◆ **EXERCISE BRIEF**
Reproduce exactly the lines below from the one containing "custom-config.toml or config.toml" through the one containing "let get = |name: &str|", including both, and nothing else.

◆ **DATA IN THIS EXERCISE**

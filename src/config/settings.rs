use serde::{Deserialize, Serialize};
use std::path::Path;

use crate::catalog::{CreditCosts, PlanAllotment};

#[derive(Debug, Clone, Default, Serialize, Deserialize)]
pub struct Settings {
    #[serde(default)]
    pub server: ServerConfig,
    #[serde(default)]
    pub storage: StorageConfig,
    #[serde(default)]
    pub billing: BillingConfig,
    #[serde(default)]
    pub plans: PlansConfig,
    #[serde(default)]
    pub credit_costs: CreditCosts,
    #[serde(default)]
    pub gateway: GatewayConfig,
    #[serde(default)]
    pub auth: AuthConfig,
}

#[derive(Debug, Clone, Serialize, Deserialize)]
pub struct ServerConfig {
    pub host: String,
    pub port: u16,
}

impl Default for ServerConfig {
    fn default() -> Self {
        Self {
            host: "0.0.0.0".to_string(),
            port: 8000,
        }
    }
}

#[derive(Debug, Clone, Serialize, Deserialize)]
pub struct StorageConfig {
    #[serde(default = "default_database_path")]
    pub database_path: String,
    #[serde(default)]
    pub pg_url: Option<String>,
    #[serde(default)]
    pub pg_schema: Option<String>,
    #[serde(default)]
    pub pg_pool_size: Option<usize>,
}

fn default_database_path() -> String {
    "data/billing.db".to_string()
}

impl Default for StorageConfig {
    fn default() -> Self {
        Self {
            database_path: default_database_path(),
            pg_url: None,
            pg_schema: None,
            pg_pool_size: None,
        }
    }
}

#[derive(Debug, Clone, Serialize, Deserialize)]
pub struct BillingConfig {
    /// Offset of the zone billing windows and renewal dates are computed in.
    #[serde(default = "default_utc_offset_hours")]
    pub utc_offset_hours: i32,
    #[serde(default = "default_sweep_concurrency")]
    pub sweep_concurrency: usize,
    /// When set, the server runs the renewal sweep itself on this interval.
    #[serde(default)]
    pub sweep_interval_secs: Option<u64>,
}

fn default_utc_offset_hours() -> i32 {
    -3
}

fn default_sweep_concurrency() -> usize {
    4
}

impl Default for BillingConfig {
    fn default() -> Self {
        Self {
            utc_offset_hours: default_utc_offset_hours(),
            sweep_concurrency: default_sweep_concurrency(),
            sweep_interval_secs: None,
        }
    }
}

#[derive(Debug, Clone, Serialize, Deserialize)]
pub struct PlansConfig {
    #[serde(default = "PlanAllotment::free")]
    pub free: PlanAllotment,
    #[serde(default = "PlanAllotment::premium")]
    pub premium: PlanAllotment,
    #[serde(default = "PlanAllotment::business")]
    pub business: PlanAllotment,
}

impl Default for PlansConfig {
    fn default() -> Self {
        Self {
            free: PlanAllotment::free(),
            premium: PlanAllotment::premium(),
            business: PlanAllotment::business(),
        }
    }
}

#[derive(Debug, Clone, Serialize, Deserialize)]
pub struct GatewayConfig {
    #[serde(default)]
    pub base_url: Option<String>,
    #[serde(default)]
    pub api_key: Option<String>,
    #[serde(default = "default_gateway_timeout_secs")]
    pub timeout_secs: u64,
}

fn default_gateway_timeout_secs() -> u64 {
    20
}

impl Default for GatewayConfig {
    fn default() -> Self {
        Self {
            base_url: None,
            api_key: None,
            timeout_secs: default_gateway_timeout_secs(),
        }
    }
}

#[derive(Debug, Clone, Default, Serialize, Deserialize)]
pub struct AuthConfig {
    /// HS256 secret of the auth provider's access tokens.
    #[serde(default)]
    pub jwt_secret: Option<String>,
    /// Bearer secret for the renewal trigger and operator endpoints.
    #[serde(default)]
    pub cron_secret: Option<String>,
}

impl Settings {
    pub fn load() -> Result<Self, Box<dyn std::error::Error>> {
        let mut settings = match Self::find_config_file() {
            Some(path) => {
                let content = std::fs::read_to_string(&path)?;
                let parsed: Settings = toml::from_str(&content)?;
                tracing::info!("Loaded configuration from {}", path);
                parsed
            }
            None => {
                tracing::warn!("No custom-config.toml or config.toml found, using defaults");
                Settings::default()
            }
        };
        settings.apply_env_overrides(|name| std::env::var(name).ok());
        Ok(settings)
    }

    pub fn apply_env_overrides<F>(&mut self, lookup: F)
    where
        F: Fn(&str) -> Option<String>,
    {
        let get = |name: &str| lookup(name).filter(|v| !v.trim().is_empty());
        if let Some(v) = get("CRON_SECRET") {
            self.auth.cron_secret = Some(v);
        }
        if let Some(v) = get("AUTH_JWT_SECRET") {
            self.auth.jwt_secret = Some(v);
        }
        if let Some(v) = get("ASAAS_API_KEY") {
            self.gateway.api_key = Some(v);
        }
        if let Some(v) = get("ASAAS_BASE_URL") {
            self.gateway.base_url = Some(v);
        }
        if let Some(v) = get("DATABASE_URL") {
            self.storage.pg_url = Some(v);
        }
        if let Some(v) = get("BILLING_DB_PATH") {
            self.storage.database_path = v;
        }
    }

    fn find_config_file() -> Option<String> {
        let possible_names = ["custom-config.toml", "config.toml"];
        possible_names
            .iter()
            .find(|name| Path::new(name).exists())
            .map(|name| name.to_string())
    }
}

◆ **EXPECTED ANSWER**
                tracing::warn!("No custom-config.toml or config.toml found, using defaults");
                Settings::default()
            }
        };
        settings.apply_env_overrides(|name| std::env::var(name).ok());
        Ok(settings)
    }

    pub fn apply_env_overrides<F>(&mut self, lookup: F)
    where
        F: Fn(&str) -> Option<String>,
    {
        let get = |name: &str| lookup(name).filter(|v| !v.trim().is_empty());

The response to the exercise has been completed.